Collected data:
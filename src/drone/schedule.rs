//! Time-bounded action assignment driving one drone.

use glam::Quat;
use rand::Rng;
use web_time::{Duration, Instant};

use super::actions::{ActionContext, ActionPlan, ActionSpec};
use crate::transform::Transform;
use crate::util::easing::EasingFunction;
use crate::util::geometry::arc_bump;
use crate::util::tween::progress_of;

/// Share of the approach distance used as the vertical bump height.
const ARC_HEIGHT_RATIO: f32 = 0.25;

/// Approach phase followed by the action's main phase.
///
/// Created atomically by selection and replaced wholesale on expiry. The
/// timing and transform fields never change after construction; only a
/// panoramic dive's sub-machine state inside `action` advances.
#[derive(Debug, Clone, PartialEq)]
pub struct DroneSchedule {
    /// When the approach began.
    pub start_time: Instant,
    /// Pose the approach leaves from.
    pub start_transform: Transform,
    /// Pose the approach arrives at; the main phase starts here.
    pub target_transform: Transform,
    /// Straight-line flight time at the approach speed.
    pub approach_duration: Duration,
    /// Main-phase length.
    pub main_duration: Duration,
    /// `approach_duration + main_duration`.
    pub total_duration: Duration,
    /// Peak of the vertical bump added to the approach.
    pub arc_height: f32,
    /// Main-phase behavior.
    pub action: ActionSpec,
}

/// Where in its lifetime a schedule is.
#[derive(Debug, Clone, Copy, PartialEq)]
pub enum SchedulePhase {
    /// Flying to the target; linear progress in [0, 1].
    Approach(f32),
    /// Running the action; time since the main phase began.
    Main(Duration),
}

impl DroneSchedule {
    /// Schedule from `from` executing `plan`, starting at `start_time`.
    #[must_use]
    pub fn new(
        start_time: Instant,
        from: Transform,
        plan: ActionPlan,
        approach_speed: f32,
        max_arc_height: f32,
    ) -> Self {
        let distance = from.position.distance(plan.target.position);
        let approach_duration = approach_duration(distance, approach_speed);
        Self {
            start_time,
            start_transform: from,
            target_transform: plan.target,
            approach_duration,
            main_duration: plan.main_duration,
            total_duration: approach_duration + plan.main_duration,
            arc_height: (distance * ARC_HEIGHT_RATIO).min(max_arc_height),
            action: plan.action,
        }
    }

    /// Whether the schedule has run its full length.
    #[must_use]
    pub fn is_expired(&self, now: Instant) -> bool {
        now.saturating_duration_since(self.start_time) >= self.total_duration
    }

    /// Phase at `now`.
    #[must_use]
    pub fn phase(&self, now: Instant) -> SchedulePhase {
        let elapsed = now.saturating_duration_since(self.start_time);
        if elapsed < self.approach_duration {
            SchedulePhase::Approach(progress_of(elapsed, self.approach_duration))
        } else {
            SchedulePhase::Main(elapsed - self.approach_duration)
        }
    }

    /// Eased approach pose with the vertical bump, flying toward the
    /// action's live approach target.
    #[must_use]
    pub fn approach_pose(&self, t: f32, ctx: &ActionContext<'_>) -> Transform {
        let eased = EasingFunction::QuadraticInOut.evaluate(t);
        let target = self.action.approach_target(&self.target_transform, ctx);
        let mut pose = self.start_transform.interpolate(&target, eased);
        pose.position.y += arc_bump(t, self.arc_height);
        pose
    }

    /// Pose at `now`, and whether the drone is deliberately stationary.
    pub fn pose<R: Rng + ?Sized>(
        &mut self,
        ctx: &ActionContext<'_>,
        current: Quat,
        rng: &mut R,
    ) -> (Transform, bool) {
        match self.phase(ctx.now) {
            SchedulePhase::Approach(t) => (self.approach_pose(t, ctx), false),
            SchedulePhase::Main(elapsed) => {
                let pose = self.action.main_pose(
                    &self.target_transform,
                    elapsed.min(self.main_duration),
                    self.main_duration,
                    current,
                    ctx,
                    rng,
                );
                (pose, self.action.holds_position())
            }
        }
    }
}

/// Straight-line flight time for `distance` at `speed` units per second.
#[must_use]
pub fn approach_duration(distance: f32, speed: f32) -> Duration {
    if speed <= 0.0 || !distance.is_finite() {
        return Duration::ZERO;
    }
    Duration::from_secs_f64(f64::from(distance) / f64::from(speed))
}

#[cfg(test)]
mod tests {
    use glam::Vec3;

    use rand::rngs::StdRng;
    use rand::SeedableRng;

    use super::*;
    use crate::drone::actions::fixtures::World;
    use crate::drone::actions::{plan_snake_orbit, Wall, WallRun};

    fn wall_run_plan(target: Vec3) -> ActionPlan {
        ActionPlan {
            target: Transform::new(target, Quat::IDENTITY),
            main_duration: Duration::from_millis(30_000),
            action: ActionSpec::WallRun(WallRun {
                start: target,
                end: target + Vec3::X * 50.0,
                wall: Wall::North,
            }),
        }
    }

    #[test]
    fn wall_run_example_durations() {
        let from = Transform::new(Vec3::new(0.0, 5.0, 0.0), Quat::IDENTITY);
        let schedule = DroneSchedule::new(
            Instant::now(),
            from,
            wall_run_plan(Vec3::new(10.0, 5.0, 0.0)),
            3.0,
            4.0,
        );
        let approach_ms = schedule.approach_duration.as_secs_f64() * 1000.0;
        assert!((approach_ms - 3333.33).abs() < 1.0, "approach {approach_ms}");
        assert_eq!(schedule.main_duration, Duration::from_millis(30_000));
        let total_ms = schedule.total_duration.as_secs_f64() * 1000.0;
        assert!((total_ms - 33_333.33).abs() < 1.0, "total {total_ms}");
        assert_eq!(
            schedule.total_duration,
            schedule.approach_duration + schedule.main_duration
        );
    }

    #[test]
    fn approach_is_proportional_to_distance() {
        let a = approach_duration(10.0, 4.0).as_secs_f64();
        let b = approach_duration(20.0, 4.0).as_secs_f64();
        assert!((b / a - 2.0).abs() < 1e-6);
        assert_eq!(approach_duration(0.0, 4.0), Duration::ZERO);
    }

    #[test]
    fn approach_bumps_upward_midway_and_lands_on_target() {
        let from = Transform::new(Vec3::new(0.0, 5.0, 0.0), Quat::IDENTITY);
        let schedule = DroneSchedule::new(
            Instant::now(),
            from,
            wall_run_plan(Vec3::new(16.0, 5.0, 0.0)),
            3.0,
            10.0,
        );
        assert_eq!(schedule.arc_height, 4.0);
        let world = World::furnished();
        let ctx = world.ctx(Instant::now());
        let mid = schedule.approach_pose(0.5, &ctx);
        assert!((mid.position.y - 9.0).abs() < 1e-4);
        let end = schedule.approach_pose(1.0, &ctx);
        assert!((end.position - Vec3::new(16.0, 5.0, 0.0)).length() < 1e-4);
    }

    #[test]
    fn phase_switches_after_approach() {
        let start = Instant::now();
        let from = Transform::new(Vec3::ZERO, Quat::IDENTITY);
        let schedule = DroneSchedule::new(
            start,
            from,
            wall_run_plan(Vec3::new(3.0, 0.0, 0.0)),
            3.0,
            4.0,
        );
        assert!(matches!(schedule.phase(start), SchedulePhase::Approach(_)));
        let later = start + Duration::from_millis(1500);
        assert_eq!(
            schedule.phase(later),
            SchedulePhase::Main(Duration::from_millis(500))
        );
        assert!(!schedule.is_expired(later));
        assert!(schedule.is_expired(start + Duration::from_millis(31_000)));
    }

    #[test]
    fn snake_orbit_approach_lands_on_the_moving_head_orbit() {
        let start = Instant::now();
        let mut world = World::furnished();
        let mut rng = StdRng::seed_from_u64(11);
        let from = Transform::new(Vec3::new(-35.0, 20.0, -35.0), Quat::IDENTITY);
        let plan = plan_snake_orbit(&from, &world.ctx(start), &mut rng).unwrap();
        let mut schedule = DroneSchedule::new(start, from, plan, 3.0, 4.0);

        // The snake travels while the drone is still on its way
        world.player.head += Vec3::X * 20.0;
        let before = start + schedule.approach_duration - Duration::from_millis(1);
        let after = start + schedule.approach_duration + Duration::from_millis(1);
        let (a, _) = schedule.pose(&world.ctx(before), from.orientation, &mut rng);
        let (b, _) = schedule.pose(&world.ctx(after), a.orientation, &mut rng);
        assert!(
            a.position.distance(b.position) < 0.05,
            "jump of {}",
            a.position.distance(b.position)
        );
    }
}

■ WHAT THE TASK REQUIRES
Look for the word "EasingFunction" in the data, then return every line that contains it.

■ RESPONSE
use crate::util::easing::EasingFunction;
        let eased = EasingFunction::QuadraticInOut.evaluate(t);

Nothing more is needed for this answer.